◆ EXERCISE INPUT
+-------+

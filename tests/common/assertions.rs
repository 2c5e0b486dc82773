// SPDX-License-Identifier: Apache-2.0
// Copyright 2025 itsakeyfut
//
// Licensed under the Apache License, Version 2.0 (the "License");
// you may not use this file except in compliance with the License.
// You may obtain a copy of the License at
//
//     http://www.apache.org/licenses/LICENSE-2.0
//
// Unless required by applicable law or agreed to in writing, software
// distributed under the License is distributed on an "AS IS" BASIS,
// WITHOUT WARRANTIES OR CONDITIONS OF ANY KIND, either express or implied.
// See the License for the specific language governing permissions and
// limitations under the License.

//! Custom assertions for fixed-point math testing

use psyq_math::core::trig::SineTable;

/// Assert `rsin` on `table` returns `expected` at `angle`
#[allow(dead_code)]
pub fn assert_rsin(table: &SineTable, angle: i32, expected: i16) {
    let actual = table.rsin(angle);
    assert_eq!(
        actual, expected,
        "rsin(0x{:X}) mismatch: expected {}, got {}",
        angle, expected, actual
    );
}

/// Assert the quarter-wave invariants hold for `table`
#[allow(dead_code)]
pub fn assert_quarter_wave(table: &SineTable) {
    let peak = table.peak();
    assert_eq!(table.get(0), 0, "table[0] must be 0");
    assert_rsin(table, 0x000, 0);
    assert_rsin(table, 0x400, peak);
    assert_rsin(table, 0x800, 0);
    assert_rsin(table, 0xC00, -peak);

    for angle in -0x1000..0x1000 {
        assert_eq!(
            table.rsin(angle),
            -table.rsin(-angle),
            "odd symmetry broken at 0x{:X}",
            angle
        );
    }
}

+-------+

Exactly as given, please retype all the entries.

filename tests/common/assertions.rs
repository 2c5e0b486dc82773
// SPDX-License-Identifier: Apache-2.0
// Copyright 2025 itsakeyfut
//
// Licensed under the Apache License, Version 2.0 (the "License");
// you may not use this file except in compliance with the License.
// You may obtain a copy of the License at
//
//     http://www.apache.org/licenses/LICENSE-2.0
//
// Unless required by applicable law or agreed to in writing, software
// distributed under the License is distributed on an "AS IS" BASIS,
// WITHOUT WARRANTIES OR CONDITIONS OF ANY KIND, either express or implied.
// See the License for the specific language governing permissions and
// limitations under the License.

//! Custom assertions for fixed-point math testing

use psyq_math::core::trig::SineTable;

/// Assert `rsin` on `table` returns `expected` at `angle`
#[allow(dead_code)]
pub fn assert_rsin(table: &SineTable, angle: i32, expected: i16) {
    let actual = table.rsin(angle);
    assert_eq!(
        actual, expected,
        "rsin(0x{:X}) mismatch: expected {}, got {}",
        angle, expected, actual
    );
}

/// Assert the quarter-wave invariants hold for `table`
#[allow(dead_code)]
pub fn assert_quarter_wave(table: &SineTable) {
    let peak = table.peak();
    assert_eq!(table.get(0), 0, "table[0] must be 0");
    assert_rsin(table, 0x000, 0);
    assert_rsin(table, 0x400, peak);
    assert_rsin(table, 0x800, 0);
    assert_rsin(table, 0xC00, -peak);

    for angle in -0x1000..0x1000 {
        assert_eq!(
            table.rsin(angle),
            -table.rsin(-angle),
            "odd symmetry broken at 0x{:X}",
            angle
        );
    }
}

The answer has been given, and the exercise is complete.